Categories
Property Market Update: Major Lenders Pull Deals Amid Uncertainty
In our property market update, we explain how factors like the Autumn Budget and the US election have shaped consumer behaviour and what we can expect from the next 6 months.
The UK housing market is facing uncertainty as mortgage rates rise despite recent cuts to the Bank of England’s base rate. NatWest is the latest lender to increase its fixed-rate mortgage offerings, following moves by five other major banks this week. Rates have climbed by up to 0.35%, with sub-4% deals now a rarity.
The Bank of England raised the raise base rate 14 consecutive times between 2021 - 2024, and we've finally reached the much-anticipated destination of not one, but two base rank reductions. So why are mortgage rates now rising, just a few weeks after the base rate dropped below 5%?
Some analysts have attributed this to fallout from the Autumn Budget, which seems to be accumulating more controversy by the day, but it's worth looking at the larger economic landscape before deciding the Budget is totally to blame.
Firstly, it is common for mortgage providers to up rates when there is any level of uncertainty in the market. While the base rate does not directly determine mortgage rates, it does impact them. The Bank of England base rate sets the cost of borrowing, which means that banks will typically offer more affordable deals when the base rate is lower.
This is why it's common to see lenders change rates before the base rate announcement or other events that can impact the economy. Banks will often change rates based on affordability and market sentiment, so when it looks like the base rate will drop, lenders often pre-empt the decision and lower rates.
However, market uncertainty can muddy the waters. When it's difficult to know what's coming next, mortgage deals will typically chop and change or hover at a slightly elevated rate, which is what we are currently seeing.
While there are valid concerns surrounding elevated tax and business costs during an already difficult financial period, many economists predicted that mortgage rates wouldn't fall immediately after the budget, and this doesn't mean they won't drop again.
Additionally, while market sentiments and higher tax are impacting house price growth, we have seen an overall increase in 2024.
In this article, we take a look at the key changes in the UK property market over the past year and our forecast for 2025.

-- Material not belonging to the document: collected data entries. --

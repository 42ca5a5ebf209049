use thiserror::Error;

#[derive(Error, Debug)]
pub enum RxformsError {
    #[error("Config error: {0}")]
    Config(String),
    #[error("I/O error: {0}")]
    Io(#[from] std::io::Error),
    #[error("JSON error: {0}")]
    Json(#[from] serde_json::Error),
    #[error("Template source error: {0}")]
    Source(String),
    #[error("Name registry error: {0}")]
    Registry(String),
    #[error("No free name for '{base}' after {attempts} attempts")]
    NameExhausted { base: String, attempts: usize },
    #[error("Lock poisoned: {0}")]
    Lock(String),
}

pub type Result<T> = std::result::Result<T, RxformsError>;

// Helper conversions
impl From<config::ConfigError> for RxformsError {
    fn from(e: config::ConfigError) -> Self { Self::Config(e.to_string()) }
}

impl<T> From<std::sync::PoisonError<T>> for RxformsError {
    fn from(e: std::sync::PoisonError<T>) -> Self { Self::Lock(e.to_string()) }
}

See data: Mortgage Pulse Report 2024
The mortgage market has been turned on its head in the past few months, and a number of changes have accumulated, leaving analysts and consumers alike wondering what's to come in the next few months.
Here are some factors that have affected the economy in 2024:
- For the past two years, the Bank of England has focused its efforts on reducing inflation, only for it to fall unexpectedly below 2% after the first base rate reduction in August.
- After 15 years of a Conservative government, this year's election brought in Labour.
- The Chancellor's first Autumn Budget since the election revealed a number of changes in legislation that will affect consumers.
- The US has captured the world's attention with the results of its recent election. Again, this change in administration will have a knock-on effect on UK buyers and international trade relations.
While some homebuyers are looking to make a purchase before stamp duty goes up in April, a third of the properties on the market are 'chain-free', indicating that a number of investors and landlords are selling up. This market activity could lead to a rise in inflation, but this should only have a negative impact if inflation rises significantly and uncontrollably.
The Bank of England reduced the base rate in order to stimulate market activity and bring inflation back up after it dropped below its 2% target. If they are able to keep inflation under control, it could mean that the UK economy is growing healthily.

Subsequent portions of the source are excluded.